La calle.



La noche empieza a helarse.
Abotono mi abrigo gris, enlazando
punto a punto, izquierda con derecha.
El cierre, se descompuso. Cuela un poco
el frío por la parte desnuda...
Me compenso comparándome con
ciclistas medio desnudos con sus calzas
alaicradas y brillosas; deben ellos sí que estar enfriándose... pasan, pasan y vuelven
a pasar apoderándose de las veredas con
cero respeto, con su velocidad asimétrica y
kamikaze, perturbando la quietud que se busca en estas calles de domingo.
Hay tanto espacios por los recodos y sin
embargo, las gentes se apiñan, se amontonan como si atestiguásen que mi
teoría sobre la proxémica, han de tener alguna cosa valedera. Pasan, sobrepasan, no
puede ser solo pasar, solo aglutinarse, montarse uno tan encima de los otros... hay tantos espacios abusados, hay tanto pegoteo desesperado.
El frío de ayuda a limpiarme pero empiezo a creer que no hay intersección que se salve, o bien, que es no puedo detenerme, que debo caminar sorteando zombies, humanoides, postes humanos que al parecer, mejor se llevan con celulares, con redes sociales, con el turbolike que usan solo para corroborarse cuan populares son; cuánto les quieren.

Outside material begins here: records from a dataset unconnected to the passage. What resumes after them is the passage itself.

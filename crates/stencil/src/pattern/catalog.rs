//! The static catalog of composite patterns.
//!
//! Definitions are tested in catalog order and the first match wins, so more
//! specific patterns come first.

use std::fmt;

use serde::Serialize;

use stencil_core::semantic::{Category, TypeKey};

/// Expected arrangement of a pattern's children.
#[derive(Debug, Clone, Copy, PartialEq, Eq, Serialize)]
#[serde(rename_all = "snake_case")]
pub enum Layout {
    /// Children are stacked; y varies more than x.
    Vertical,
    /// Children sit side by side; x varies more than y.
    Horizontal,
}

impl fmt::Display for Layout {
    fn fmt(&self, f: &mut fmt::Formatter<'_>) -> fmt::Result {
        match self {
            Layout::Vertical => write!(f, "vertical"),
            Layout::Horizontal => write!(f, "horizontal"),
        }
    }
}

/// A named composite of tagged children.
///
/// `prefix` is the stem used in variable keys, so a guest card's name field
/// becomes `guest.name` or `guest_0.name`.
#[derive(Debug, Clone, Serialize)]
#[serde(rename_all = "camelCase")]
pub struct PatternDefinition {
    pub id: &'static str,
    pub prefix: &'static str,
    pub label: &'static str,
    pub category: Category,
    pub required: &'static [TypeKey],
    pub optional: &'static [TypeKey],
    pub repeatable: bool,
    #[serde(skip_serializing_if = "Option::is_none")]
    pub min_fields: Option<usize>,
    #[serde(skip_serializing_if = "Option::is_none")]
    pub layout: Option<Layout>,
}

impl PatternDefinition {
    /// Highest score a match of this definition can reach.
    pub fn max_score(&self) -> usize {
        self.required.len() * 2 + self.optional.len() + usize::from(self.layout.is_some())
    }
}

pub static CATALOG: [PatternDefinition; 8] = [
    PatternDefinition {
        id: "GUEST_CARD",
        prefix: "guest",
        label: "Guest Card",
        category: Category::Person,
        required: &[TypeKey::Avatar, TypeKey::Name],
        optional: &[TypeKey::Title, TypeKey::Text, TypeKey::Phone],
        repeatable: true,
        min_fields: None,
        layout: Some(Layout::Vertical),
    },
    PatternDefinition {
        id: "CONTACT_INFO",
        prefix: "contact",
        label: "Contact Info",
        category: Category::Contact,
        required: &[TypeKey::Phone],
        optional: &[
            TypeKey::Email,
            TypeKey::Wechat,
            TypeKey::Address,
            TypeKey::Name,
            TypeKey::Qrcode,
        ],
        repeatable: false,
        min_fields: Some(2),
        layout: None,
    },
    PatternDefinition {
        id: "SPEAKER_CARD",
        prefix: "speaker",
        label: "Speaker Card",
        category: Category::Person,
        required: &[TypeKey::Name, TypeKey::Title],
        optional: &[TypeKey::Avatar, TypeKey::Text],
        repeatable: true,
        min_fields: None,
        layout: Some(Layout::Vertical),
    },
    PatternDefinition {
        id: "SCHEDULE_ITEM",
        prefix: "schedule",
        label: "Schedule Item",
        category: Category::Temporal,
        required: &[TypeKey::Time],
        optional: &[TypeKey::Text, TypeKey::Name, TypeKey::Title],
        repeatable: true,
        min_fields: Some(2),
        layout: Some(Layout::Horizontal),
    },
    PatternDefinition {
        id: "EVENT_INFO",
        prefix: "event",
        label: "Event Info",
        category: Category::Event,
        required: &[TypeKey::EventTitle],
        optional: &[
            TypeKey::Date,
            TypeKey::Time,
            TypeKey::Address,
            TypeKey::Slogan,
        ],
        repeatable: false,
        min_fields: Some(2),
        layout: Some(Layout::Vertical),
    },
    PatternDefinition {
        id: "PRODUCT_CARD",
        prefix: "product",
        label: "Product Card",
        category: Category::Commerce,
        required: &[TypeKey::Photo, TypeKey::Price],
        optional: &[TypeKey::Text, TypeKey::Percent],
        repeatable: true,
        min_fields: None,
        layout: Some(Layout::Vertical),
    },
    PatternDefinition {
        id: "PRICE_TAG",
        prefix: "price_tag",
        label: "Price Tag",
        category: Category::Commerce,
        required: &[TypeKey::Price],
        optional: &[TypeKey::Percent, TypeKey::Text],
        repeatable: true,
        min_fields: Some(2),
        layout: Some(Layout::Horizontal),
    },
    PatternDefinition {
        id: "SPONSOR",
        prefix: "sponsor",
        label: "Sponsor",
        category: Category::Media,
        required: &[TypeKey::Logo],
        optional: &[TypeKey::Text],
        repeatable: true,
        min_fields: Some(2),
        layout: None,
    },
];

/// Looks up a definition by id.
pub fn find(id: &str) -> Option<&'static PatternDefinition> {
    CATALOG.iter().find(|definition| definition.id == id)
}

#[cfg(test)]
mod tests {
    use std::collections::HashSet;

    use super::*;

    #[test]
    fn test_catalog_ids_and_prefixes_are_unique() {
        let ids: HashSet<_> = CATALOG.iter().map(|d| d.id).collect();
        let prefixes: HashSet<_> = CATALOG.iter().map(|d| d.prefix).collect();
        assert_eq!(ids.len(), CATALOG.len());
        assert_eq!(prefixes.len(), CATALOG.len());
    }

    #[test]
    fn test_required_and_optional_do_not_overlap() {
        for definition in &CATALOG {
            for key in definition.required {
                assert!(
                    !definition.optional.contains(key),
                    "{} lists {key} twice",
                    definition.id
                );
            }
        }
    }

    #[test]
    fn test_max_score() {
        let guest = find("GUEST_CARD").unwrap();
        assert_eq!(guest.max_score(), 2 * 2 + 3 + 1);
        let contact = find("CONTACT_INFO").unwrap();
        assert_eq!(contact.max_score(), 2 + 5);
        assert!(find("NOPE").is_none());
    }
}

Y empiezo a creer que la cola del diablo es más larga de lo que pensaba, más puntuda, más arrolladora... porque la gente se interpone con insolencias que ya no son simple egoísmo o niñería, sino batallas campales en donde se pelea a combo limpio por espacio, por atención, por fizgoneo, por esa cosa que huele a azufre y que merodea ahí, a la vuelta de la esquina, justo donde ya no se expanden las posibilidades.